We currently have a single set of LTM virtual server objects set up (created byt he Exchange 2010 template) to provide load balancing for our mutli-member CAS Array. This works great for internal and external users using Outlook Web App.



Now... we need to configure APM access policies to authenticate external users. My questions are as follows:



1. Do we apply the set of APM objects to the existing virtual server that is currently used for both internal and external access?


2. Do we leave the existing virtual server alone, use it for our internal users, and create a new virtual server for our external users and apply APM access policies to that?


3. If 2, would the pool member simply be a single object pointing to the existing virtual server?



Any other ideas or recommendations on what we're trying to accomplish? Any help would be much appreciated.

8 Replies

  • Best practice would be to enable APM functionality on a separate virtual server and use split DNS. That is, if currently your users go to, then you'd want to setup that name to resolve to your existing VIP internally and to your newly-created VIP externally.
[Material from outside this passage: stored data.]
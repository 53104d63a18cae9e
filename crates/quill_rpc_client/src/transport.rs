mod http;
mod multiplexed;

use std::future::Future;

pub use self::{
    http::HttpTransport,
    multiplexed::{MultiplexedTransport, connect_ws},
};
use crate::TransportError;

/// A request serialized for the wire, with the id it was assigned.
#[derive(Clone, Debug)]
pub struct SerializedRequest {
    /// JSON-RPC id of the request
    pub id: u64,
    /// JSON text of the request
    pub body: String,
}

/// Moves serialized requests to a node and returns the raw response text.
///
/// `idempotent` requests may be retried on transient failures; others are
/// sent exactly once.
pub trait Transport: Send + Sync {
    /// Sends `request` and waits for the matching response.
    fn send(
        &self,
        request: SerializedRequest,
        idempotent: bool,
    ) -> impl Future<Output = Result<String, TransportError>> + Send;
}
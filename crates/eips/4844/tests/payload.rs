use quill_eip4844::{
    BYTES_PER_BLOB, LENGTH_PREFIX_BYTES, MAX_BLOBS_PER_TRANSACTION, MAX_PAYLOAD_SIZE,
    USABLE_BYTES_PER_BLOB, decode_payload, encode_payload,
};
use rand::{Rng, SeedableRng, rngs::StdRng};

fn random_payload(size: usize) -> Vec<u8> {
    let mut rng = StdRng::seed_from_u64(size as u64);
    let mut data = vec![0u8; size];
    rng.fill(data.as_mut_slice());
    data
}

macro_rules! impl_round_trip_tests {
    ($($name:ident: $size:expr => $blobs:expr,)+) => {
        $(
            paste::item! {
                #[test]
                fn [<round_trip_ $name>]() -> anyhow::Result<()> {
                    let data = random_payload($size);
                    let blobs = encode_payload(&data)?;

                    assert_eq!(blobs.len(), $blobs);
                    for blob in &blobs {
                        assert_eq!(blob.as_bytes().len(), BYTES_PER_BLOB);
                        assert!(blob.field_elements().all(|element| element[0] == 0));
                    }
                    assert_eq!(decode_payload(&blobs)?, data);

                    Ok(())
                }
            }
        )+
    };
}

impl_round_trip_tests! {
    empty: 0 => 1,
    single_byte: 1 => 1,
    one_full_blob: USABLE_BYTES_PER_BLOB - LENGTH_PREFIX_BYTES => 1,
    one_blob_plus_one: USABLE_BYTES_PER_BLOB - LENGTH_PREFIX_BYTES + 1 => 2,
    max: MAX_PAYLOAD_SIZE => MAX_BLOBS_PER_TRANSACTION,
}

#[test]
fn max_payload_size() {
    assert_eq!(USABLE_BYTES_PER_BLOB, 126_976);
    assert_eq!(MAX_PAYLOAD_SIZE, 6 * 126_976 - 8);
    assert!(encode_payload(&random_payload(MAX_PAYLOAD_SIZE + 1)).is_err());
}

#[cfg(feature = "c-kzg")]
mod ckzg_backend {
    use quill_eip4844::{BlobSidecar, CKzg, KzgProof, SidecarError, VERSIONED_HASH_VERSION_KZG};

    use super::random_payload;

    #[test]
    fn sidecar_from_payload_verifies() -> anyhow::Result<()> {
        let kzg = CKzg::ethereum();
        let data = random_payload(1000);

        let sidecar = BlobSidecar::from_payload(&data, &kzg)?;
        assert_eq!(sidecar.len(), 1);
        sidecar.validate(&kzg)?;
        assert_eq!(sidecar.decode_payload()?, data);

        let versioned_hash = sidecar.versioned_hashes()[0];
        assert_eq!(versioned_hash.as_bytes()[0], VERSIONED_HASH_VERSION_KZG);

        Ok(())
    }

    #[test]
    fn multi_blob_sidecar_verifies_in_one_batch() -> anyhow::Result<()> {
        let kzg = CKzg::ethereum();
        let data = random_payload(3 * super::USABLE_BYTES_PER_BLOB);

        let sidecar = BlobSidecar::from_payload(&data, &kzg)?;
        assert_eq!(sidecar.len(), 4);

        let (blobs, commitments, proofs) = sidecar.clone().into_parts();
        assert!(quill_eip4844::KzgCapability::verify_proof_batch(
            &kzg,
            &blobs,
            &commitments,
            &proofs
        )?);
        sidecar.validate(&kzg)?;

        Ok(())
    }

    #[test]
    fn tampered_proof_is_rejected() -> anyhow::Result<()> {
        let kzg = CKzg::ethereum();
        let first = BlobSidecar::from_payload(b"first", &kzg)?;
        let second = BlobSidecar::from_payload(b"second", &kzg)?;

        let (blobs, commitments, _proofs) = first.into_parts();
        let swapped: Vec<KzgProof> = second.proofs().to_vec();
        let tampered = BlobSidecar::new(blobs, commitments, swapped)?;

        assert!(matches!(
            tampered.validate(&kzg),
            Err(SidecarError::InvalidProof { index: 0 } | SidecarError::Kzg(_))
        ));

        Ok(())
    }
}
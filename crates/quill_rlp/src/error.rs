/// Malformed RLP input.
#[derive(Clone, Debug, PartialEq, Eq, thiserror::Error)]
pub enum DecodeError {
    /// The input ended before the item was complete.
    #[error("unexpected end of input")]
    InputTooShort,
    /// A single byte below `0x80` was wrapped in a string header.
    #[error("single byte below 0x80 must be encoded as itself")]
    NonCanonicalSingleByte,
    /// A long-form header was used for a payload that fits a short header.
    #[error("payloads shorter than 56 bytes must use the short form")]
    NonCanonicalSize,
    /// An integer or a long-form length has a leading zero byte.
    #[error("leading zero")]
    LeadingZero,
    /// An integer is too large for its target type.
    #[error("integer overflow")]
    Overflow,
    /// A list was found where a byte string was expected.
    #[error("expected a byte string, found a list")]
    UnexpectedList,
    /// A byte string was found where a list was expected.
    #[error("expected a list, found a byte string")]
    UnexpectedString,
    /// A fixed-size value has the wrong number of bytes.
    #[error("expected {expected} bytes, found {actual}")]
    InvalidLength {
        /// Expected number of bytes
        expected: usize,
        /// Actual number of bytes
        actual: usize,
    },
    /// A list's fields do not consume exactly its payload.
    #[error("list payload is {expected} bytes, its fields span {actual}")]
    ListLengthMismatch {
        /// Payload length from the list header
        expected: usize,
        /// Bytes consumed by the decoded fields
        actual: usize,
    },
    /// A boolean was neither `0x80` nor `0x01`.
    #[error("invalid boolean encoding")]
    InvalidBool,
    /// Bytes remained after the expected item or list.
    #[error("{0} trailing bytes")]
    TrailingBytes(usize),
    /// Any other malformed input.
    #[error("{0}")]
    Other(&'static str),
}

impl From<alloy_rlp::Error> for DecodeError {
    fn from(error: alloy_rlp::Error) -> Self {
        match error {
            alloy_rlp::Error::InputTooShort => DecodeError::InputTooShort,
            alloy_rlp::Error::NonCanonicalSingleByte => DecodeError::NonCanonicalSingleByte,
            alloy_rlp::Error::NonCanonicalSize => DecodeError::NonCanonicalSize,
            alloy_rlp::Error::LeadingZero => DecodeError::LeadingZero,
            alloy_rlp::Error::Overflow => DecodeError::Overflow,
            alloy_rlp::Error::UnexpectedList => DecodeError::UnexpectedList,
            alloy_rlp::Error::UnexpectedString => DecodeError::UnexpectedString,
            alloy_rlp::Error::ListLengthMismatch { expected, got } => {
                DecodeError::ListLengthMismatch {
                    expected,
                    actual: got,
                }
            }
            alloy_rlp::Error::UnexpectedLength => DecodeError::Other("unexpected length"),
            alloy_rlp::Error::Custom(message) => DecodeError::Other(message),
        }
    }
}
#![warn(missing_docs)]

//! Ethereum JSON-RPC client
//!
//! [`RpcClient`] speaks JSON-RPC 2.0 over any [`Transport`]:
//! [`HttpTransport`] posts each request separately, while
//! [`MultiplexedTransport`] shares one persistent connection between
//! concurrent callers.

mod client;
mod config;
mod error;
/// Types specific to JSON-RPC
pub mod jsonrpc;
mod transport;
pub mod types;

pub use reqwest::header;

pub use self::{
    client::RpcClient,
    config::{RetryConfig, RpcClientConfig},
    error::{RpcClientError, TransportError},
    transport::{
        HttpTransport, MultiplexedTransport, SerializedRequest, Transport, connect_ws,
    },
};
By deploying this you avoid any potential negative interactions with Autodiscover and Kerberos authentication issues internally, conserve APM resources to protect access only for untrusted(external) access, and completely separate internal and external configuration for ease of troubleshooting, change management, and administration.



    Regarding 3, I'd still recommend doing your own load-balancing for external users - remember that load-balancing happens on the pool level, not on the virtual server level - so if you point your newly-created virtual server to the same pool of CAS servers, the same load-balancing and metrics would be used - no need to point it to the virtual on the same LTM, it will only slow down the communication process - and you don't want to do that. :)



    Hope this works out for you, and please post your feedback on the solution and any further questions that you might have.



    We've configured the environment with spilt DNS. Things are somewhat working. here's what we are seeing:



    1. Internal OWA connections seem to be ok for users with mailboxes moved from EX2003 to EX2010.


    2. Internal OWA connections for users with mailboxes on EX2003 get two logons; one for the F5 and one for legacy OWA.


    3. There's this wierd F5 search box showing up at the top of all our windows after logging in through the F5


    4. External OWA connections are hitting the external VIP then authenticating through the APM then hitting the internal VIP; we could only get this to work if the pool member of the external VIP is a single object pointing to the internal VIP. Does this mean our external connections are NOT load balanced?



    Another question somewhat unrelated is the prospect of simply doing reverse proxy on the external connection as opposed to the APM method of authenticating users. Any insight would be much helpful.
  • I am a bit confused - you're saying internal OWA connections - did you mean external instead? Your internal users should not be going through APM - they should be going to the internal VIP that does not have APM applied to it. External users should be going to APM.



    Regarding Ex2003/2010 - if you use APM and configure SSO, it will send the credentials to 2010 CAS, which will then try to redirect you to Exchange 2003 server. I don't remember the exact details, but I did encounter that with one customer and there was a reason why that wasn't successfully SSOing user to Exchange 2003. My recommendation in this case is to use VPE's AD Query to determine where the mailbox of the user lives(2003 or 2010), and send them directly to the 2003 OWA interface, bypassing 2010 CAS altogether.



    Regarding 3 - are you using portal mode by any chance instead of LTM+APM mode? What guidance did you use to setup APM for Exchange?



    Regarding 4 - still fuzzy on what you mean here - you should be able to associate a pool of CAS servers with the external virtual just as you do with internal. If you point your external VIP to an internal VIP, you are still load-balanced, internal VIP is doing the load-balancing across that pool of CAS servers it has configured on it.



    Yes, I meant external connections.



    I'm not sure what you mean by portal mode. Can you explain?



    We mainly used this guide: - the last section "Deploying APM with Microsoft Active Directory for Exchange or SharePoint Access"



  • Ah, that explains it. You should be deploying according to this guide:





    If you set everything up according to this guide, you shouldn't have any issues.




    But no where in that guide does it talk about setting up "web app" objects in the Visual Policy Editor. Is that image in step 7 of the VPE objects all that I need?
  • Yes, that is correct. You do not want to create Web Applications for OWA. The guide I pointed you to allows you to setup APM to provide secure authentication and proxy of all HTTP-based Exchange services - OWA, ActiveSync, Autodiscover, EWS, and Outlook Anywhere.



    oh, i see. We did originally follow that guide you provided a link to but never got the connection to OWA. We were authenticating just fine but never got connected to OWA. The session log never showed any errors so that when we assumed we needed to define a Web Application with the VPE. I guess that was an incorrect assumption. So the simple Access Policy defined in that guide should do it for me?